Thomas sat back, shocked that he could even be more satisfied. Katy. The name rang in his ears like a bell. Clear and bright. Like the sky above him. Endless possibilities. But there would be two constants in his future, now. He felt unstoppable.
“Katy.” He said it out loud, to make the idea solidify even more in his mind. He was going to be a father.
“My folks are going to love you,” he said.
“Of course they will. I’m me.” She pressed more of her weight onto him, leaning on him more. Relying on him more.
He couldn’t stop smiling like a big dumb stupid idiot.
“I love you,” he said to her, for the hundredth time.
“I know,” she said to him, for the hundredth time.
Stephenville – Ten years before present
Thomas stood tall, firm. Confident. And he exuded that confidence because he knew. He had all the facts, the statements, and the jury would be eating out of his hand once he was fully through with him. This wasn’t going to end well for the other guy. Or the other guy’s other guy.
It wouldn’t be easy, but Thomas would have been disappointed if it was.
He was going to have some fun.
“Good morning,” Thomas said, apt. He stayed at the podium. Weren’t supposed to move around and make a show of things like in shows or movies. These proceedings were usually slow, laborious. A lot of patience, waiting, and listening. For the audience, anyway. For Thomas, he might as well be skydiving.
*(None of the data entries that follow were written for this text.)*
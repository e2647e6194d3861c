// libs/appointment-cell/src/services/lifecycle.rs
use tracing::{debug, warn};

use crate::models::{AppointmentError, AppointmentStatus};

#[derive(Debug, Default, Clone, Copy)]
pub struct AppointmentLifecycleService;

impl AppointmentLifecycleService {
    pub fn new() -> Self {
        Self
    }

    /// Validate that a status transition is allowed
    pub fn validate_status_transition(
        &self,
        current_status: &AppointmentStatus,
        new_status: &AppointmentStatus,
    ) -> Result<(), AppointmentError> {
        debug!("Validating status transition from {:?} to {:?}", current_status, new_status);

        if !self.get_valid_transitions(current_status).contains(new_status) {
            warn!("Invalid status transition attempted: {:?} -> {:?}", current_status, new_status);
            return Err(AppointmentError::InvalidStatusTransition(*current_status));
        }

        Ok(())
    }

    pub fn get_valid_transitions(&self, current_status: &AppointmentStatus) -> Vec<AppointmentStatus> {
        match current_status {
            AppointmentStatus::Pending => vec![
                AppointmentStatus::Confirmed,
                AppointmentStatus::Cancelled,
            ],
            AppointmentStatus::Confirmed => vec![AppointmentStatus::Cancelled],
            // Terminal
            AppointmentStatus::Cancelled => vec![],
        }
    }

    /// Only appointments that still hold a slot can be moved.
    pub fn validate_reschedulable(&self, current_status: &AppointmentStatus) -> Result<(), AppointmentError> {
        if current_status.is_active() {
            Ok(())
        } else {
            warn!("Attempt to reschedule appointment in status {:?}", current_status);
            Err(AppointmentError::InvalidStatusTransition(*current_status))
        }
    }
}
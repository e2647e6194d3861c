use std::env;
use tracing::warn;

const DEFAULT_SERVER_PORT: u16 = 3000;

#[derive(Debug, Clone)]
pub struct AppConfig {
    pub clinic_api_url: String,
    pub clinic_api_key: String,
    pub jwt_secret: String,
    pub server_port: u16,
}

impl AppConfig {
    pub fn from_env() -> Self {
        let config = Self {
            clinic_api_url: env::var("CLINIC_API_URL")
                .unwrap_or_else(|_| {
                    warn!("CLINIC_API_URL not set, using empty value");
                    String::new()
                }),
            clinic_api_key: env::var("CLINIC_API_KEY")
                .unwrap_or_else(|_| {
                    warn!("CLINIC_API_KEY not set, outbound requests will carry no api key");
                    String::new()
                }),
            jwt_secret: env::var("JWT_SECRET")
                .unwrap_or_else(|_| {
                    warn!("JWT_SECRET not set, using empty value");
                    String::new()
                }),
            server_port: env::var("SERVER_PORT")
                .ok()
                .and_then(|raw| match raw.parse::<u16>() {
                    Ok(port) => Some(port),
                    Err(_) => {
                        warn!("SERVER_PORT '{}' is not a valid port, using default", raw);
                        None
                    }
                })
                .unwrap_or(DEFAULT_SERVER_PORT),
        };

        if !config.is_configured() {
            warn!("Application not fully configured - missing environment variables");
        }

        config
    }

    pub fn is_configured(&self) -> bool {
        !self.clinic_api_url.is_empty() && !self.jwt_secret.is_empty()
    }
}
“Morning,” the witness said back, with no life at all. She was in a suit of her own, drab colors, sitting at the stand. Her hair was tied, but it was done poorly, strands sticking out. There was a microphone situated in front of her, but she was sitting away from it. She didn’t look like she wanted to be there.
“Ms. Jessica Quinn, how long have you been the CEO of Tate and Mono Construction?
“Seven years, give or take.”
“So, relatively new at the job?”
“Thank you, ma’am. Just double-checking for myself, I apologize that I’ll have to continue like this for a few more questions. Feel free to relax while I gather my thoughts.”
Jessica didn’t relax. Thomas continued with his questioning.
“Okay, Ms. Quinn, you spearheaded the construction projects in King District, am I correct?”
“For how long, and what were the projects, exactly?”
“Different housing projects, apartments, homes, offices. My men loaded stuff, dumped stuff, put the hammer to the nail. The whole shtick. And about six months.”
She answered the questions, just not in the right order.
“And thank you for giving me the whole shtick. Now, as well all know, the reason why you are called up there today is because your ‘whole shtick’ hasn’t gone through the usual procedure, disturbing many residents and businesses, and some of those resident and business happen to be our clients.”
Thomas tapped his fingers on the podium.
“They filed a complaint to you, and not much has been done in the wake of that. Now, here we are.”
Quinn didn’t react to anything Thomas was saying. And he was loving it.
“Ms. Quinn, what was King District like, before Tate and Mono came to do its business?”
“Decent? Do you mind expanding on that?”
“I can’t explain it, it was just decent. That’s not too hard to grasp.”
“I’ll need a proper answer if only to get a better picture of the situation.”
“Fine, it was fucking Candy Land.”
Some in the audience behind him found that humorous. Thomas, not so much.
“Permission to treat the witness as hostile?”
Judge Edgar Brown hardly gave it a thought. “Granted.”
Thomas kept questioning, but now he could ask leading questions. “Streets were clean, people were friendly, a little rough, but what neighborhood doesn’t have an issue or two? Would you say that’s an accurate description of King District, Ms. Quinn?”
She yawned. “Yeah.”
He glanced at Phillips, Quinn’s lawyer, who was biting the end of his pen.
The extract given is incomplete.